Among the lines below, a stretch begins at the one with "# Exchange Guarantees" and ends at the one with "the party's position". Repeat that stretch exactly, ends included.

Start of Provided information

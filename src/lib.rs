//! Barter Trade Engine Library
//! # Overview
//!
//! This library executes item-for-item trades between parties and storage
//! locations ("shops") in a live, main-thread-owned world. Every trade either
//! completes fully or leaves both inventories exactly as they were.
//!
//! # Architecture
//!
//! The system is organized into several key components:
//!
//! - [`types`] - Value types (items, inventories, locations, trade records, errors)
//! - [`core`] - Business logic components:
//!   - [`core::engine`] - Session registry and the trade pipeline
//!   - [`core::exchange`] - The atomic exchange with snapshot rollback
//!   - [`core::auto_exchange`] - Deposit and withdrawal triggers
//!   - [`core::ownership`] - Serialized ownership transfers
//!   - [`core::dispatch`] - Marshaling onto the world-owning main thread
//! - [`world`] - The live world the engine trades in, plus an in-memory one
//! - [`store`] - In-memory location registry, ledger and permissions
//! - [`io`] - Scenario reader, CSV ledger and holdings report
//! - [`replay`] - Drives a scenario file through the engine
//! - [`cli`] - CLI argument parsing
//!
//! # Entry Points
//!
//! Five kinds of trade reach the same pipeline:
//!
//! - **Confirmed dialog**: initiate a session, set and confirm terms, execute
//! - **Instant purchase**: payment in hand, no stored session
//! - **Deposit trigger**: an accepted payment placed into the container
//! - **Withdrawal trigger**: the offering taken out of the container
//! - **Admin override**: delivery without payment
//!
//! # Exchange Guarantees
//!
//! - Validation runs on the main thread before anything is mutated
//! - Payment collection, stock removal and payment deposit roll back on failure
//! - Delivery never fails: overflow is dropped at the party's position
//! - A completed trade is recorded in the ledger without waiting for it

// Module declarations
pub mod cli;
pub mod config;
pub mod core;
pub mod io;
pub mod replay;
pub mod store;
pub mod types;
pub mod world;

pub use config::EngineConfig;
pub use core::{AutoExchangeHandler, MainThread, OwnershipCoordinator, TradeEngine, TradeRequest};
pub use io::write_holdings_csv;
pub use types::{
    ItemStack, Location, LocationId, OwnershipError, PartyId, Payment, TradeError, TradeReceipt,
    TradeResult, TradeSource, TradeState,
};
pub use world::{InMemoryWorld, World};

End of Provided information

» Written solution:
//! # Exchange Guarantees
//!
//! - Validation runs on the main thread before anything is mutated
//! - Payment collection, stock removal and payment deposit roll back on failure
//! - Delivery never fails: overflow is dropped at the party's position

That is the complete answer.